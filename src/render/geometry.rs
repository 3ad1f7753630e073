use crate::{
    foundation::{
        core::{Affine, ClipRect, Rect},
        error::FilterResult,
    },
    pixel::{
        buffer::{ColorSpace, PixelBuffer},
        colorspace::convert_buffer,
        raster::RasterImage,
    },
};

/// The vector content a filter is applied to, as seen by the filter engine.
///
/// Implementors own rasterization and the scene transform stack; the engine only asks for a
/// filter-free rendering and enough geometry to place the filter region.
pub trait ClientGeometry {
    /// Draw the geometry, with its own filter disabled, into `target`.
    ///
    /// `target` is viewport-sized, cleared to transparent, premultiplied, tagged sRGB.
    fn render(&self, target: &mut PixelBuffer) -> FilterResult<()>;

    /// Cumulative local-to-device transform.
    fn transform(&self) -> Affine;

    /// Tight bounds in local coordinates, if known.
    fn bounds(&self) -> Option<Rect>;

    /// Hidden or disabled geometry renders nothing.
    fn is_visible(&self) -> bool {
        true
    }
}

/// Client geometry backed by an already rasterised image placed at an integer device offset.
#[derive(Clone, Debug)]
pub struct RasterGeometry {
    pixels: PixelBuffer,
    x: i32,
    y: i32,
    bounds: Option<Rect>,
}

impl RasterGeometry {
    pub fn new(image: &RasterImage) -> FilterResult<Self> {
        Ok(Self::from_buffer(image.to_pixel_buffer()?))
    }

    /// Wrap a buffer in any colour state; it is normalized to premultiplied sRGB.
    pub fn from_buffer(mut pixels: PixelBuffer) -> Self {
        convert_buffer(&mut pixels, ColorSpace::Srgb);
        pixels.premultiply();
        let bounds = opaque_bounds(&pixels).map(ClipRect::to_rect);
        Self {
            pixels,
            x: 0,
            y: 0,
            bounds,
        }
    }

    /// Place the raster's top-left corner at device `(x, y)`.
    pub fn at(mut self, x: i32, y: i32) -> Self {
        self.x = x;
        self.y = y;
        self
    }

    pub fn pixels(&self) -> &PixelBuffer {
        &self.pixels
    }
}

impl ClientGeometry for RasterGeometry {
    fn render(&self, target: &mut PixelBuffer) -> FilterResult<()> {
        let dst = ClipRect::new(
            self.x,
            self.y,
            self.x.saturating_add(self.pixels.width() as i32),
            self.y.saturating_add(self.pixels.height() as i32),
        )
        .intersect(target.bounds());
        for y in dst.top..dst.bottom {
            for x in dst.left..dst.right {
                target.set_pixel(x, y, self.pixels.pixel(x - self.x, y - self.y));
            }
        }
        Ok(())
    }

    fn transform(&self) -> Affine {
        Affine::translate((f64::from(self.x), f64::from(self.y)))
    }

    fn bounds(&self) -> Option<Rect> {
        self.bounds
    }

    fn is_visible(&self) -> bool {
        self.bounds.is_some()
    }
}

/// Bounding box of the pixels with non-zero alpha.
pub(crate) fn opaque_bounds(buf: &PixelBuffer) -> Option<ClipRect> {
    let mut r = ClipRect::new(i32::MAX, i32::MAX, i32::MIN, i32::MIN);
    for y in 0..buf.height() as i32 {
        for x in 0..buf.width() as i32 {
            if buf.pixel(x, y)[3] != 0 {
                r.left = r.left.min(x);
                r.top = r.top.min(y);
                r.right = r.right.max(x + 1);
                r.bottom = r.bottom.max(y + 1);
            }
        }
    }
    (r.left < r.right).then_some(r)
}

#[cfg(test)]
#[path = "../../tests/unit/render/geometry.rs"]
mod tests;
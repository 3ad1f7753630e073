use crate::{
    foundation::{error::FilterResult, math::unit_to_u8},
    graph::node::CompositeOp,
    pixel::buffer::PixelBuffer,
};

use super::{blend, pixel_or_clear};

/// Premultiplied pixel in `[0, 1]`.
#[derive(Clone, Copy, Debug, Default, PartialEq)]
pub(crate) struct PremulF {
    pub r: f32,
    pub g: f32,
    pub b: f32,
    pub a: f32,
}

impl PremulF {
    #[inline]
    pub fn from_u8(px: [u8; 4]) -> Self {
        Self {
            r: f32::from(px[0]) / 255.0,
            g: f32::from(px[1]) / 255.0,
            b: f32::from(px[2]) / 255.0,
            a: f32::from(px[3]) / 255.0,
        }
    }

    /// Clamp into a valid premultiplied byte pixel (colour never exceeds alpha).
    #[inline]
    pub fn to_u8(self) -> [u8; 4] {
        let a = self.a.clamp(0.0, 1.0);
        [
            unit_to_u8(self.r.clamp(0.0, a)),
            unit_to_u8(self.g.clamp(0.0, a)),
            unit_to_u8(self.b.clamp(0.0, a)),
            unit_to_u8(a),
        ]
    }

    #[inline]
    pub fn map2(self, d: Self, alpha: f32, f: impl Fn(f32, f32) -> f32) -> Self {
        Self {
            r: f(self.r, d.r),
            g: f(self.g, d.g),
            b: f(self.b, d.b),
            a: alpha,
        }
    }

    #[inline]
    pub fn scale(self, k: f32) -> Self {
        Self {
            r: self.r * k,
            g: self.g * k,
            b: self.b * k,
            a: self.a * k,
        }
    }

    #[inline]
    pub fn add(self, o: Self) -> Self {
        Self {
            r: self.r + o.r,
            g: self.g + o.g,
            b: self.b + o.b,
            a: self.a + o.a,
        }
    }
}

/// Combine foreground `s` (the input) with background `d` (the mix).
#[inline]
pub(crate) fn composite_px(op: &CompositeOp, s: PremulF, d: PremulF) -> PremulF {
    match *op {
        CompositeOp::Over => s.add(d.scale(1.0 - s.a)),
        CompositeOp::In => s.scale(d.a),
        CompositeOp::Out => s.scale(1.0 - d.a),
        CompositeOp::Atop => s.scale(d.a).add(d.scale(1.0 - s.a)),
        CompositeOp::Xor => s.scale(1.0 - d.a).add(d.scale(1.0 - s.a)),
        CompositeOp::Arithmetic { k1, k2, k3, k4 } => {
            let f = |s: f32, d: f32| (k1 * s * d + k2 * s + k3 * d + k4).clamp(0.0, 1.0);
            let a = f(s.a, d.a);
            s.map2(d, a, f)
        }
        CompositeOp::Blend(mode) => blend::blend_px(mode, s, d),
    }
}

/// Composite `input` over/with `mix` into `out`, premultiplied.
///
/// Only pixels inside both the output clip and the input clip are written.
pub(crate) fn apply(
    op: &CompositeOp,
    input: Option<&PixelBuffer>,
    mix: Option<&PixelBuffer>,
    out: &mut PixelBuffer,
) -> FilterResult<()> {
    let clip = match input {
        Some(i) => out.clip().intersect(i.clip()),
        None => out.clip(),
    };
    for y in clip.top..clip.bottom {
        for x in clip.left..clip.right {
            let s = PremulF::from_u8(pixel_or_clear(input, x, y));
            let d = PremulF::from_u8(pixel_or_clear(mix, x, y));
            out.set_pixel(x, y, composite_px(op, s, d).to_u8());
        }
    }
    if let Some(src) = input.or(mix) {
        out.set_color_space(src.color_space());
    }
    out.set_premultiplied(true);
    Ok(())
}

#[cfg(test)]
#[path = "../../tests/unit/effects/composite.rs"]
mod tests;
□ □ □ □ □ □ □
Task brief - All lines above in which the word "left" occurs should be identified and copied.

Written solution -
    /// Place the raster's top-left corner at device `(x, y)`.
            for x in dst.left..dst.right {
                r.left = r.left.min(x);
    (r.left < r.right).then_some(r)
        for x in clip.left..clip.right {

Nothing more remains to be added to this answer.